Many clinical trials conducted recently indicate that medical cannabis based cannabinoid therapy may reduce the incidence of the distressing, embarrassing, and rather common problem of urinary incontinence. This disorder has a profound impact on the overall quality of life and though it is a treatable medical condition, the underlying embarrassment discourages and prevents people from reporting this problem to medical practitioners. There are several other diseases such as spina bifida, MS (Multiple Sclerosis), Parkinson’s disease as well as spinal cord injury and strokes that may interfere with the function of the nerves in the bladder, thereby leading to an involuntary leakage of urine. These diseases trigger nerve damage, weaken the bladder muscles, and cause inflammation cannabis sativa .
More than 1 in 10 Americans over 65 years of age are known to suffer from incontinence and women suffer a lot more than men with this problem. Investigators at Oxford’s Centre for Enablement in Britain reported in the February 2003 issue of the journal Clinical Rehabilitation that compared to placebo in patients suffering from MS and spinal cord injury, self-administered doses of whole plant cannabinoid extracts dramatically improved bladder control. These initial findings were followed up by investigators at London’s Institute for Neurology in a pilot and open-label study of medical cannabis or MMJ extracts for bladder dysfunction. A group of 15 patients with advanced multiple sclerosis were tested for the effect that medical marijuana had on their symptoms of urinary incontinence.
Investigators reported that following this cannabinoid based therapy; patients noticed that there was a significant decrease in the number, urgency, and volume of incontinence episodes. Additionally, their problem of nocturia and the overall frequency of the episodes also declined to a great extent. The study concluded that medical cannabis based extracts are not only safe but also an effective treatment method for patients with advanced MS who suffered from urinary incontinence and other problems. The results of this study were confirmed in a randomized, multi-center, placebo-controlled trial in 2006 involving 630 patients who were given oral doses of THC or medical marijuana extracts.

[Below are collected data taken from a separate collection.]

//! Attribute mutation signal

use std::rc::Rc;

use fos_dom::{MutationObserverInit, MutationRecord, MutationType, NodeId};

use super::StyleVisibilityChecker;
use crate::engine::SignalSink;
use crate::host::{MutationCallback, MutationHandle, MutationService};

/// Re-reads the CSS signals whenever the target's attributes change
pub(crate) struct MutationSignal {
    target: NodeId,
    handle: Box<dyn MutationHandle>,
    observing: bool,
}

impl MutationSignal {
    pub(crate) fn new(
        target: NodeId,
        service: &dyn MutationService,
        checker: Rc<StyleVisibilityChecker>,
        sink: &SignalSink,
    ) -> Self {
        let callback: MutationCallback = {
            let sink = sink.clone();
            Rc::new(move |records: &[MutationRecord]| {
                // Any attribute may affect any of the three CSS signals;
                // refresh them together, once per batch
                if records.iter().any(|r| r.mutation_type == MutationType::Attributes) {
                    checker.refresh(&sink);
                }
                sink.evaluate();
            })
        };

        Self {
            target,
            handle: service.create_mutation_observer(callback),
            observing: false,
        }
    }

    pub(crate) fn start(&mut self) {
        if self.observing {
            return;
        }
        self.handle.observe(self.target, MutationObserverInit::attributes_only());
        self.observing = true;
    }

    pub(crate) fn stop(&mut self) {
        if !self.observing {
            return;
        }
        self.handle.disconnect();
        self.observing = false;
    }
}

impl Drop for MutationSignal {
    fn drop(&mut self) {
        self.handle.disconnect();
    }
}
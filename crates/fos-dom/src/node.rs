//! DOM Node
//!
//! Element and document nodes with an inline attribute list.

use crate::NodeId;

/// Tag used for the document node
pub(crate) const DOCUMENT_TAG: &str = "#document";

/// DOM Node
#[derive(Debug, Clone)]
pub struct Node {
    /// Lowercase tag name
    tag: String,
    /// Parent node (None for the document and detached nodes)
    pub(crate) parent: Option<NodeId>,
    /// Children in document order
    pub(crate) children: Vec<NodeId>,
    /// Attributes in insertion order, names lowercased
    attrs: Vec<(String, String)>,
}

impl Node {
    /// Create a new element node
    pub fn element(tag: &str) -> Self {
        Self {
            tag: tag.to_ascii_lowercase(),
            parent: None,
            children: Vec::new(),
            attrs: Vec::new(),
        }
    }

    /// Create the document node
    pub fn document() -> Self {
        Self::element(DOCUMENT_TAG)
    }

    #[inline]
    pub fn tag(&self) -> &str {
        &self.tag
    }

    #[inline]
    pub fn is_document(&self) -> bool {
        self.tag == DOCUMENT_TAG
    }

    #[inline]
    pub fn parent(&self) -> Option<NodeId> {
        self.parent
    }

    #[inline]
    pub fn children(&self) -> &[NodeId] {
        &self.children
    }

    /// Get an attribute value
    pub fn get_attr(&self, name: &str) -> Option<&str> {
        self.attrs
            .iter()
            .find(|(n, _)| n.eq_ignore_ascii_case(name))
            .map(|(_, v)| v.as_str())
    }

    /// Check for a (possibly valueless) attribute
    pub fn has_attr(&self, name: &str) -> bool {
        self.get_attr(name).is_some()
    }

    /// Set an attribute, returning the previous value
    pub fn set_attr(&mut self, name: &str, value: &str) -> Option<String> {
        if let Some((_, v)) = self.attrs.iter_mut().find(|(n, _)| n.eq_ignore_ascii_case(name)) {
            return Some(std::mem::replace(v, value.to_string()));
        }
        self.attrs.push((name.to_ascii_lowercase(), value.to_string()));
        None
    }

    /// Remove an attribute, returning its value
    pub fn remove_attr(&mut self, name: &str) -> Option<String> {
        let pos = self.attrs.iter().position(|(n, _)| n.eq_ignore_ascii_case(name))?;
        Some(self.attrs.remove(pos).1)
    }

    /// Iterate attributes as (name, value)
    pub fn attrs(&self) -> impl Iterator<Item = (&str, &str)> {
        self.attrs.iter().map(|(n, v)| (n.as_str(), v.as_str()))
    }
}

Medical researchers reported that from baseline to the end of treatment, the test subjects experienced as much as a thirty eight percent reduction in incontinence episodes. A 33 percent reduction in the severity of the same symptoms was observed in patients who were administered THC. The clinical effect of cannabis in helping patients cope with their symptoms of incontinence was clearly established. At the 2006 annual meeting of the American Urological Association, preclinical data presented also indicated that cannabis analogs can decrease bladder over-activity and bladder inflammation in animals significantly. Following these reports and the data collected, experts are now recommending the use of cannabinoids as potential ‘second-line’ agents for treating the problem of urinary incontinence in humans.